* _PROBLEM DESCRIPTION_:
Report how many lines in the records below contain the word "Enter". Give only the number.

* _Stored data_:
--- START ---

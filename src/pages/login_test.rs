use super::*;

#[test]
fn validate_login_input_trims_email_keeps_password() {
    assert_eq!(
        validate_login_input("  user@example.com  ", " secret "),
        Ok(("user@example.com".to_owned(), " secret ".to_owned()))
    );
}

#[test]
fn validate_login_input_requires_both_fields() {
    assert_eq!(validate_login_input("   ", "pw"), Err("Enter both email and password."));
    assert_eq!(validate_login_input("a@b.com", ""), Err("Enter both email and password."));
}

#[test]
fn validate_sign_up_input_builds_metadata() {
    let (email, password, metadata) =
        validate_sign_up_input("a@b.com", "hunter22", "  Ada Lovelace ", "zoho_admin").unwrap();
    assert_eq!(email, "a@b.com");
    assert_eq!(password, "hunter22");
    assert_eq!(metadata, SignUpMetadata { full_name: "Ada Lovelace".to_owned(), role: Role::ZohoAdmin });
}

#[test]
fn validate_sign_up_input_password_too_short() {
    assert_eq!(
        validate_sign_up_input("a@b.com", "12345", "Ada", "zoho_admin"),
        Err("Password must be at least 6 characters.")
    );
}

#[test]
fn validate_sign_up_input_requires_name_and_known_role() {
    assert_eq!(validate_sign_up_input("a@b.com", "123456", "  ", "zoho_admin"), Err("Enter your full name."));
    assert_eq!(validate_sign_up_input("a@b.com", "123456", "Ada", "root"), Err("Choose a role."));
}
//! Utility helpers shared across client UI modules.
//!
//! SYSTEM CONTEXT
//! ==============
//! Utility modules keep decision logic out of components so it can be tested
//! without a reactive runtime.

pub mod auth;
//! Admin pages. Crate management, activity logs and settings are mounted
//! lazily (see `routes::Page::is_lazy`).

use leptos::prelude::*;
use leptos_router::components::A;

use crate::components::page_shell::PageShell;
use crate::routes::Page;

const SECTIONS: [Page; 4] = [Page::AdminUsers, Page::AdminCrates, Page::AdminLogs, Page::AdminSettings];

#[component]
pub fn AdminDashboardPage() -> impl IntoView {
    view! {
        <PageShell page=Page::AdminDashboard>
            <nav class="admin-nav">
                {SECTIONS
                    .into_iter()
                    .map(|page| view! { <A href=page.path()>{page.title()}</A> })
                    .collect_view()}
            </nav>
        </PageShell>
    }
}

#[component]
pub fn AdminUsersPage() -> impl IntoView {
    view! {
        <PageShell page=Page::AdminUsers>
            <p>"Accounts and their roles."</p>
        </PageShell>
    }
}

#[component]
pub fn AdminCratesPage() -> impl IntoView {
    view! {
        <PageShell page=Page::AdminCrates>
            <p>"Crate inventory and lifecycle."</p>
        </PageShell>
    }
}

#[component]
pub fn AdminLogsPage() -> impl IntoView {
    view! {
        <PageShell page=Page::AdminLogs>
            <p>"Recent activity across all users."</p>
        </PageShell>
    }
}

#[component]
pub fn AdminSettingsPage() -> impl IntoView {
    view! {
        <PageShell page=Page::AdminSettings>
            <p>"System-wide configuration."</p>
        </PageShell>
    }
}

--- END ---

* _OUTPUT OF THE EXERCISE_:
3